> _WORK REQUEST_:
Using the listing that follows, return every line with the word "storage".

> _MATERIAL FOR THE TASK_:
□ □ □ □ □ □ □
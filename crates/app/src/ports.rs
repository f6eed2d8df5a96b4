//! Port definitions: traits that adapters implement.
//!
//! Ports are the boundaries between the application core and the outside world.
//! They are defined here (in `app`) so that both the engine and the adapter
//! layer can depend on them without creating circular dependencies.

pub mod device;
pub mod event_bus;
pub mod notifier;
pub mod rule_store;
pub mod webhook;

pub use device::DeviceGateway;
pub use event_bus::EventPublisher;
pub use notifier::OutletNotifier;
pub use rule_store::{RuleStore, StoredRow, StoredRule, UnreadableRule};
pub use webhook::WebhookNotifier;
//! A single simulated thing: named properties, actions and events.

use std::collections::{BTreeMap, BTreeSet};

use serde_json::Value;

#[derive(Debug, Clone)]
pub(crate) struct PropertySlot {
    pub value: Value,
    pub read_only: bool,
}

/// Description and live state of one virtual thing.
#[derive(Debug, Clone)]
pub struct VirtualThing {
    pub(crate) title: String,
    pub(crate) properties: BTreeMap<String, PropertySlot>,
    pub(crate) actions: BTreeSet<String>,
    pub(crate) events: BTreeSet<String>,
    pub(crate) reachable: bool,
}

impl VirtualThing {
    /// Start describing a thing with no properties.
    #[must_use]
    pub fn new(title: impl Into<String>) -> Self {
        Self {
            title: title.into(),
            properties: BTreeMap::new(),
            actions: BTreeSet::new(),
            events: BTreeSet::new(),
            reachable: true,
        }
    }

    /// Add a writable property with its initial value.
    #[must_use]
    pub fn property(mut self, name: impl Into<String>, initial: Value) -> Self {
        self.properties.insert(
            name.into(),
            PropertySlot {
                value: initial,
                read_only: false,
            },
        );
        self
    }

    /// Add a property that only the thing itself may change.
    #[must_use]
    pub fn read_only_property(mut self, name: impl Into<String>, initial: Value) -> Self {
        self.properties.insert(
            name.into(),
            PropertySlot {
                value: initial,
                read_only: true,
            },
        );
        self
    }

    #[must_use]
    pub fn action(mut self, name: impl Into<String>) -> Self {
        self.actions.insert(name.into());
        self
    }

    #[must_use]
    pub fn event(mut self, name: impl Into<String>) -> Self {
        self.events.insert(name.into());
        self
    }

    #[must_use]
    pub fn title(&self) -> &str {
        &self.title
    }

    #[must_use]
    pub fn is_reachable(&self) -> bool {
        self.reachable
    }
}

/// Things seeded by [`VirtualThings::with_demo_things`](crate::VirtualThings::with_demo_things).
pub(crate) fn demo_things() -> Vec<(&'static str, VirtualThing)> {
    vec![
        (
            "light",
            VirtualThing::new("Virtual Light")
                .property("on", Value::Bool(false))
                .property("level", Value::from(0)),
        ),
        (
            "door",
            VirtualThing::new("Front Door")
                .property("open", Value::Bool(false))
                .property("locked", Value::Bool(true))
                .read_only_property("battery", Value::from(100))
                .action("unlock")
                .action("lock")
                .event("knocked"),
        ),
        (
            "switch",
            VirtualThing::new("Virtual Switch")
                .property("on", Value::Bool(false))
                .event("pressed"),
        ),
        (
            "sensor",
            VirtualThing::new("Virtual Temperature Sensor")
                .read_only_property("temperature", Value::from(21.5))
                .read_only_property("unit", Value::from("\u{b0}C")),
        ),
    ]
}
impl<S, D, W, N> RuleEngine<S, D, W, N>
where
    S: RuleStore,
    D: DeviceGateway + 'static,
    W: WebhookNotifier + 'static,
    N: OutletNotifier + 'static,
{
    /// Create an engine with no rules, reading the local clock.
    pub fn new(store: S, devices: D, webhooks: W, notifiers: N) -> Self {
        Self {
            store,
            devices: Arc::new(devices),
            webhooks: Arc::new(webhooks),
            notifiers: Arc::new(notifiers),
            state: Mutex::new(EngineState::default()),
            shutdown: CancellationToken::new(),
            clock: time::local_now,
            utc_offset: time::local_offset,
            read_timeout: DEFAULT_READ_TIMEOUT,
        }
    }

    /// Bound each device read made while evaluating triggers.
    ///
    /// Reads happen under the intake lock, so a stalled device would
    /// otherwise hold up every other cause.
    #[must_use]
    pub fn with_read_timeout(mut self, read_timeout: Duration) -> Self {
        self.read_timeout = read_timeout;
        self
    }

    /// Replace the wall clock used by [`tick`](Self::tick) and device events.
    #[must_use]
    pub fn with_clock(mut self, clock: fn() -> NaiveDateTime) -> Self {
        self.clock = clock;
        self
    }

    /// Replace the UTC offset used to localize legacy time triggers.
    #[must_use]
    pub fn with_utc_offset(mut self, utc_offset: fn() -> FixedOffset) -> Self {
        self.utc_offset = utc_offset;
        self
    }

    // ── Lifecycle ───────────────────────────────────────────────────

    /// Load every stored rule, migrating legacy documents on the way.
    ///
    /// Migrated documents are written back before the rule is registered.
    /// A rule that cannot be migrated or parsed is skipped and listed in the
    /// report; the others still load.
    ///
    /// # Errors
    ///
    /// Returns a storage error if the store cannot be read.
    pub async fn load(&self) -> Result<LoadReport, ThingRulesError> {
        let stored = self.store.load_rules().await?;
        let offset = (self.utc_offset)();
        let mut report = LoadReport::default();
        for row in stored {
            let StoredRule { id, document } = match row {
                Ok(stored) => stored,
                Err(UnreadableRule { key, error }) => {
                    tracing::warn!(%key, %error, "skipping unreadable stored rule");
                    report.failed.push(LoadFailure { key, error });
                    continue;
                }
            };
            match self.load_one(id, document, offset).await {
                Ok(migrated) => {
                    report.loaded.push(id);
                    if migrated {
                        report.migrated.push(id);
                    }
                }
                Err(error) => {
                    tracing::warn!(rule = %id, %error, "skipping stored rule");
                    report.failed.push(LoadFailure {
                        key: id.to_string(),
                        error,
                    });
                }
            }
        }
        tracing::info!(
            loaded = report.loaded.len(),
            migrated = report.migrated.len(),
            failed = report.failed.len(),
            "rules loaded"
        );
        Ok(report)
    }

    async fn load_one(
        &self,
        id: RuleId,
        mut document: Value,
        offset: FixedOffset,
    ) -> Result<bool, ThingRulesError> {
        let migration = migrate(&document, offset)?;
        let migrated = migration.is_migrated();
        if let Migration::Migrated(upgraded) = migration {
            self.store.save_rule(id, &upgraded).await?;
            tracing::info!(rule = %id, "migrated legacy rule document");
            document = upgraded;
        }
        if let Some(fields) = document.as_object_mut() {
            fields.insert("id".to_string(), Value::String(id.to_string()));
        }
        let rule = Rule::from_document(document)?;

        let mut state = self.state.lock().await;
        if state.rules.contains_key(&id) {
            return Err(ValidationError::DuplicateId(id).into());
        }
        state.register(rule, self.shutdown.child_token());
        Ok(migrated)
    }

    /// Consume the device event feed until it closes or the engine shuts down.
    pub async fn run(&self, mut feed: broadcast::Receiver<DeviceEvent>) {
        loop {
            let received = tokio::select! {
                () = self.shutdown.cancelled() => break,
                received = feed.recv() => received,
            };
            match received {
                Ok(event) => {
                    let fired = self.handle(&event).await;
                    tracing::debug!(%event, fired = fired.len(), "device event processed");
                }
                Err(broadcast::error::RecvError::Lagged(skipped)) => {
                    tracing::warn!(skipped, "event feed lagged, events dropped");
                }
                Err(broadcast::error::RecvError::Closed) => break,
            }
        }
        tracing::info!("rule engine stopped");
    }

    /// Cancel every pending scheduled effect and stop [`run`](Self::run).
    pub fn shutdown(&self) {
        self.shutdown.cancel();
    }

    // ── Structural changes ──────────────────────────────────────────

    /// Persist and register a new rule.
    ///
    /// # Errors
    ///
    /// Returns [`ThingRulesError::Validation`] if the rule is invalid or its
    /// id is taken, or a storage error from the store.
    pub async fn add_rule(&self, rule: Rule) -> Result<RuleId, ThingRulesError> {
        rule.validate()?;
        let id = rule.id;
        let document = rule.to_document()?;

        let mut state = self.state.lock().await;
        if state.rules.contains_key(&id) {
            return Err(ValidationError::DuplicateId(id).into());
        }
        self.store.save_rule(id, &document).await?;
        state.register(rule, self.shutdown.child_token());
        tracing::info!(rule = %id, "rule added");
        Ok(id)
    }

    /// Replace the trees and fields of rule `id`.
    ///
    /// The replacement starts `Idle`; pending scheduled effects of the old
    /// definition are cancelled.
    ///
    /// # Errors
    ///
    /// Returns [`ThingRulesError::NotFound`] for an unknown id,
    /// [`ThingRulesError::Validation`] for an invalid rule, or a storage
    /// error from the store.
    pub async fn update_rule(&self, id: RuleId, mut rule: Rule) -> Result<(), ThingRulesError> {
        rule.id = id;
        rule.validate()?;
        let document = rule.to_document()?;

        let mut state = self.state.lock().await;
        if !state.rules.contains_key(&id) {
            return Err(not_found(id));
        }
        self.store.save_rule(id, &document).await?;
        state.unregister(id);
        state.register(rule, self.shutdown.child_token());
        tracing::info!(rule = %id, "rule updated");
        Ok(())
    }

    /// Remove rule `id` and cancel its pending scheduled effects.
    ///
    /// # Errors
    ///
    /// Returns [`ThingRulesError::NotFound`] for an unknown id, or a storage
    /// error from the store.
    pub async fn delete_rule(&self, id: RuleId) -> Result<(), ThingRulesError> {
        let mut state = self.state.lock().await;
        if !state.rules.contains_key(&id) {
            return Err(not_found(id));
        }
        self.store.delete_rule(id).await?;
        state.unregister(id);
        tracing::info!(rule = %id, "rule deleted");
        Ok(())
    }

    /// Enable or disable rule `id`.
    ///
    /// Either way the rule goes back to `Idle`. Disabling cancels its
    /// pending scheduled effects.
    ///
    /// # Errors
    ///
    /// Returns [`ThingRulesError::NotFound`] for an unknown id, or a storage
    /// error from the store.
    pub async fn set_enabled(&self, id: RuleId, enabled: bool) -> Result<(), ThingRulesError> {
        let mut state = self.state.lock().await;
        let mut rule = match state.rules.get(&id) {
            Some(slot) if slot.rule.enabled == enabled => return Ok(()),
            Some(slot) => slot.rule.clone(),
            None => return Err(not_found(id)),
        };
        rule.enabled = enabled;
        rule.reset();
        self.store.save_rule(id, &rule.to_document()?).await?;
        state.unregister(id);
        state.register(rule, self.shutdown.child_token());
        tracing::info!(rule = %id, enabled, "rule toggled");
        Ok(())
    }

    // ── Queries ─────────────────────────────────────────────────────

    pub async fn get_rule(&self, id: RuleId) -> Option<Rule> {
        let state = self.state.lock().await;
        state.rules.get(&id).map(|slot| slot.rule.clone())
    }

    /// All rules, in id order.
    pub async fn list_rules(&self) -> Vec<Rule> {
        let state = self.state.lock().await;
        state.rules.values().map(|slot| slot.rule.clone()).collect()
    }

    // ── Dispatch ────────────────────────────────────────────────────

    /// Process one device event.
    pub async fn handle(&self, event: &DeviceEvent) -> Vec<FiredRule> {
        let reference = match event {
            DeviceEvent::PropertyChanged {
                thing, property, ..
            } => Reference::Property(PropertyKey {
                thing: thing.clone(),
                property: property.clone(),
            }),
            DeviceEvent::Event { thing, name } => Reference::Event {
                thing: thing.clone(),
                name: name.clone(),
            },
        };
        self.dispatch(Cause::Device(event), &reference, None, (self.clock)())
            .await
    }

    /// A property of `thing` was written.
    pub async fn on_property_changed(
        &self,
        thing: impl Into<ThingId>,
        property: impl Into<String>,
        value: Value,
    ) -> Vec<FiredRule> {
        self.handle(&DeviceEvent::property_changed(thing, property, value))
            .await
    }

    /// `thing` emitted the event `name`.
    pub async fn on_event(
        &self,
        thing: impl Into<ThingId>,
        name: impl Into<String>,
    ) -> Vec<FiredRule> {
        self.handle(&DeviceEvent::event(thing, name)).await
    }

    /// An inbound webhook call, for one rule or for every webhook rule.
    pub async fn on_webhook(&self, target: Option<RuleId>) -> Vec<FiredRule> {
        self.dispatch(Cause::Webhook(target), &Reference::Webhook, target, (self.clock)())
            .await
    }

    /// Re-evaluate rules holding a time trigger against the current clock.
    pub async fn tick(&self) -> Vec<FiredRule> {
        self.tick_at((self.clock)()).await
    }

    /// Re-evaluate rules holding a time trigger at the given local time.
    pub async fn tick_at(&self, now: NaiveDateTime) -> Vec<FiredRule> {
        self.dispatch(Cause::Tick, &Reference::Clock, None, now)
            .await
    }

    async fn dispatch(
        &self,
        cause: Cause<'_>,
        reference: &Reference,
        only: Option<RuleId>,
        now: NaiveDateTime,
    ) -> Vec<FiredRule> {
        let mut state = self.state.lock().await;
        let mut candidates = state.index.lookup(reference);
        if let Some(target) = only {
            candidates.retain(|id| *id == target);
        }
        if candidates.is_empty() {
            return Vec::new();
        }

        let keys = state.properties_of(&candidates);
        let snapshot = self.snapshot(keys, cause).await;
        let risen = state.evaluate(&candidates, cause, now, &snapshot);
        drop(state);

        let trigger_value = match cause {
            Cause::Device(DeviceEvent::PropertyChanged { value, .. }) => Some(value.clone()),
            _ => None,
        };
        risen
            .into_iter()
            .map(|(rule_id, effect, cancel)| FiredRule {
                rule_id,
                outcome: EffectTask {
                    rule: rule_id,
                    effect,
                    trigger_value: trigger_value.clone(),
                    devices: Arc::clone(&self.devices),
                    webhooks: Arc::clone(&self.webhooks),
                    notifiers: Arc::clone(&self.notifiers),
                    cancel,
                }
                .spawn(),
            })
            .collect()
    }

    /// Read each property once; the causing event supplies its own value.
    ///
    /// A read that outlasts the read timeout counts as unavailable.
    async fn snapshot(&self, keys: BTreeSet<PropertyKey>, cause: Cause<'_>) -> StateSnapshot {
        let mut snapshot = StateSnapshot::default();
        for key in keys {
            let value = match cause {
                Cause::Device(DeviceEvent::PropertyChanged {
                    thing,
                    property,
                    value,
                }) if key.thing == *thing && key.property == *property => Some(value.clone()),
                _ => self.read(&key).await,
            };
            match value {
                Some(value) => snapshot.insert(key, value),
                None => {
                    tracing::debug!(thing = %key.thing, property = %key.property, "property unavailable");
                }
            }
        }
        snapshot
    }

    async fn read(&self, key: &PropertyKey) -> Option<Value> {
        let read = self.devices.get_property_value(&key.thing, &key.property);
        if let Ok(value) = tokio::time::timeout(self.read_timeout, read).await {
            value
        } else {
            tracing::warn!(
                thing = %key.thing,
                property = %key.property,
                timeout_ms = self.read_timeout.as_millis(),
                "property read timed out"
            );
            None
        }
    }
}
□ □ □ □ □ □ □
> _ANSWER BOX_:
    /// Returns a storage error if the store cannot be read.
    /// id is taken, or a storage error from the store.
    /// [`ThingRulesError::Validation`] for an invalid rule, or a storage
    /// Returns [`ThingRulesError::NotFound`] for an unknown id, or a storage
    /// Returns [`ThingRulesError::NotFound`] for an unknown id, or a storage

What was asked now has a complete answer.